What you have to do>
Gather the lines below that include the string "source", copying each in full.

───── Provided records ─────

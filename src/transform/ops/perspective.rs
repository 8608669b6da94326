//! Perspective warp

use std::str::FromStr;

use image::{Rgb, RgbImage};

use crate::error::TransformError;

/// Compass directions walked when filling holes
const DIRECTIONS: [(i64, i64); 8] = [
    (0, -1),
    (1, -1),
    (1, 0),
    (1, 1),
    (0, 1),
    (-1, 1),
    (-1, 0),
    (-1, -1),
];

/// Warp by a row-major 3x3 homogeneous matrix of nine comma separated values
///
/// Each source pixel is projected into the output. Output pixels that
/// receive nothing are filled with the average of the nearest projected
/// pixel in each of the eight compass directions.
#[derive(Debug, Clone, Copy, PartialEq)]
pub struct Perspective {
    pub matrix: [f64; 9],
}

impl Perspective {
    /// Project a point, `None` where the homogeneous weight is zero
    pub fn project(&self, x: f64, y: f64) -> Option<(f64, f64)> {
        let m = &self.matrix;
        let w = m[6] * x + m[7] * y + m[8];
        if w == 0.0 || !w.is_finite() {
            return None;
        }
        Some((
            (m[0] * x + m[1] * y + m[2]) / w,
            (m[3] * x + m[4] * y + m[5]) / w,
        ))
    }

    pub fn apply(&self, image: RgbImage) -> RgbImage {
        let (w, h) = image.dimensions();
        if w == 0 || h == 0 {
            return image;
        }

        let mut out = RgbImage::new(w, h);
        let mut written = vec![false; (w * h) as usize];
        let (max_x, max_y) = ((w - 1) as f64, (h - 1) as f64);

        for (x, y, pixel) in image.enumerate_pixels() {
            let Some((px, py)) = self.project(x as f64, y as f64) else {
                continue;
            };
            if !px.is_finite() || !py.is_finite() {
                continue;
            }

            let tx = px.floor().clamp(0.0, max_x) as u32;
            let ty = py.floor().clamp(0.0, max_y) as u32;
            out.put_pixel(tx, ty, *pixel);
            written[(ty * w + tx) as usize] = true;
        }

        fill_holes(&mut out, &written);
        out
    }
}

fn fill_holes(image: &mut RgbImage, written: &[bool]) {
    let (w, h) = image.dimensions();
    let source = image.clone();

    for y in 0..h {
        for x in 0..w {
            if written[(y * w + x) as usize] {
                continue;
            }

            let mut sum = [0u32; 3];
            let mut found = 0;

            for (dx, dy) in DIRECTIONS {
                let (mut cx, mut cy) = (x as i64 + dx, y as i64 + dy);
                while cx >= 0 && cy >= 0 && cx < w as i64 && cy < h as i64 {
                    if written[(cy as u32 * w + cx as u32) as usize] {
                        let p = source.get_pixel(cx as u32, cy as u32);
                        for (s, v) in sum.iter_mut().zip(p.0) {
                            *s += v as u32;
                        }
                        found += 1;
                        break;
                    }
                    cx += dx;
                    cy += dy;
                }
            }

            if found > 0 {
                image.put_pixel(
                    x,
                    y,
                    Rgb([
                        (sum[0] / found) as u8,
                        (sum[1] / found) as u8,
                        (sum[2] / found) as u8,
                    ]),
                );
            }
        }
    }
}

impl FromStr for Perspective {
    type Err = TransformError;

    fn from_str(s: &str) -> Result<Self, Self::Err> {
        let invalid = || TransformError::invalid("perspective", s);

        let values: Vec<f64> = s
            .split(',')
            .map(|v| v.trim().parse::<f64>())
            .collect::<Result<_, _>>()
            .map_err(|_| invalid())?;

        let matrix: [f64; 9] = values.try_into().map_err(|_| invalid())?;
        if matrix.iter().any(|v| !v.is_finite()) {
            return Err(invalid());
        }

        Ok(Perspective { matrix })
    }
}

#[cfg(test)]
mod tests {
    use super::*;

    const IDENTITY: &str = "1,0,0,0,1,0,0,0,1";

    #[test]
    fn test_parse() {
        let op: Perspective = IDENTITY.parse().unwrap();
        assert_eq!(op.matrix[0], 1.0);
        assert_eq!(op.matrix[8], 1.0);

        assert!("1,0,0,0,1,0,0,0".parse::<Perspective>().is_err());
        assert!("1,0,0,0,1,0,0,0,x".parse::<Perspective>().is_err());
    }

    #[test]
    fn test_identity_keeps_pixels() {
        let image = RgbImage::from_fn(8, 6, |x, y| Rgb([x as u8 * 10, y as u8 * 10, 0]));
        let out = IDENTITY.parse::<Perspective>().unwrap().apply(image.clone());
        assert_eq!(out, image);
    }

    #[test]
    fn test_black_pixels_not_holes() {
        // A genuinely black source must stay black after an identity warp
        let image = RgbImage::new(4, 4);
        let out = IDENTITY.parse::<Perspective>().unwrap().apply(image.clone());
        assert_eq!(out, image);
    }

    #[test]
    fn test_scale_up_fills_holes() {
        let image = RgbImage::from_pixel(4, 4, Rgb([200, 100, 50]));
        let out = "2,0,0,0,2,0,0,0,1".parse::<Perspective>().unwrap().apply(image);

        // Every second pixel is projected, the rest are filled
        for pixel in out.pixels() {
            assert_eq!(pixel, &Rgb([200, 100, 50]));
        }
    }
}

─────

Solution to this problem>
/// Each source pixel is projected into the output. Output pixels that
    let source = image.clone();
                        let p = source.get_pixel(cx as u32, cy as u32);
        // A genuinely black source must stay black after an identity warp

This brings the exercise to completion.